## Directions
Return only the lines from the top of the material through the line marked by "3. **Identities, not", unaltered.

## Data for review
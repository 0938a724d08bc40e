//! # mapper-rs: Client-Side Signal-Mapping Graph
//!
//! A synchronized, subscription-driven cache of the devices, signals, maps
//! and links on a distributed signal-mapping network, with a lazy query
//! algebra on top and per-signal instance tracking.
//!
//! ## Design Principles
//!
//! 1. **Trait-first**: `Transport` is the contract between the graph and the wire
//! 2. **Clean DTOs**: `Value`, `PropertyTable` and `Record` cross all boundaries
//! 3. **Identities, not pointers**: records refer to each other by `ObjectId`
//! 4. **One suspension point**: all network-driven mutation happens in `poll`
//!
//! ## Quick Start
//!
//! ```rust,no_run
//! use std::time::Duration;
//! use mapper_rs::{Graph, ObjectKind, ObjectTypes, Op, Property};
//!
//! let mut graph = Graph::open_memory();
//! graph.add_listener(ObjectTypes::DEVICE, |dev, event| {
//!     println!("{:?} {:?}", dev.name(), event);
//! });
//!
//! graph.poll(Duration::from_millis(100));
//!
//! let synths = graph
//!     .query(ObjectKind::Device)
//!     .filter(Property::Name, Op::Equal, "synth*");
//! for dev in synths.iter(&graph) {
//!     println!("{}", dev.id());
//! }
//! ```
//!
//! ## Transports
//!
//! | Transport | Description |
//! |-----------|-------------|
//! | `MemoryTransport` | In-process loopback for testing/embedding |

// ============================================================================
// Modules
// ============================================================================

pub mod config;
pub mod export;
pub mod graph;
pub mod instance;
pub mod model;
pub mod query;
pub mod transport;

// ============================================================================
// Re-exports: Model (the DTOs)
// ============================================================================

pub use model::{
    Direction, Lifecycle, ObjectId, ObjectKind, ObjectTypes, Payload, Property, PropertyDiff,
    PropertyKey, PropertyTable, Record, Slot, SlotLocation, Status, StealMode, TimedValue,
    Timetag, Value, ValueType,
};

// ============================================================================
// Re-exports: Graph, queries, instances
// ============================================================================

pub use config::GraphConfig;
pub use graph::{Graph, Lease, ListenerId, ObjectRef, Subscription, SubscriptionTarget};
pub use instance::{Instance, InstanceEvent, InstanceEventKind, InstanceManager, InstanceState};
pub use query::{Cursor, Op, Query, QueryIter};

// ============================================================================
// Re-exports: Transport
// ============================================================================

pub use transport::{
    Destination, EventType, MemoryTransport, NetworkEvent, RecordDelta, SlotDiff,
    SubscriptionRequest, Transport, ValueUpdate,
};

// ============================================================================
// Error Types
// ============================================================================

#[derive(Debug, thiserror::Error)]
pub enum Error {
    #[error("Type mismatch: expected {expected}, got {got}")]
    TypeMismatch { expected: String, got: String },

    #[error("Cannot parse {input:?} as {target}")]
    Parse { input: String, target: String },

    #[error("Not found: {0}")]
    NotFound(String),

    #[error("Malformed event: {0}")]
    MalformedEvent(String),

    #[error("Capacity exceeded: requested {requested}, capacity {capacity}")]
    CapacityExceeded { requested: usize, capacity: usize },

    #[error("Stale reference: {0} has been removed")]
    StaleReference(ObjectId),

    #[error("Invalid argument: {0}")]
    InvalidArgument(String),

    #[error("Transport error: {0}")]
    Transport(String),

    #[error("Serialization error: {0}")]
    Serialization(#[from] serde_json::Error),

    #[error("IO error: {0}")]
    Io(#[from] std::io::Error),
}

impl Error {
    /// `NotFound`, or a reference to a record that has since been removed.
    pub fn is_not_found(&self) -> bool {
        matches!(self, Error::NotFound(_) | Error::StaleReference(_))
    }
}

pub type Result<T> = std::result::Result<T, Error>;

## Response to the task
repository 0938a724d08bc40e
//! # mapper-rs: Client-Side Signal-Mapping Graph
//!
//! A synchronized, subscription-driven cache of the devices, signals, maps
//! and links on a distributed signal-mapping network, with a lazy query
//! algebra on top and per-signal instance tracking.
//!
//! ## Design Principles
//!
//! 1. **Trait-first**: `Transport` is the contract between the graph and the wire
//! 2. **Clean DTOs**: `Value`, `PropertyTable` and `Record` cross all boundaries
//! 3. **Identities, not pointers**: records refer to each other by `ObjectId`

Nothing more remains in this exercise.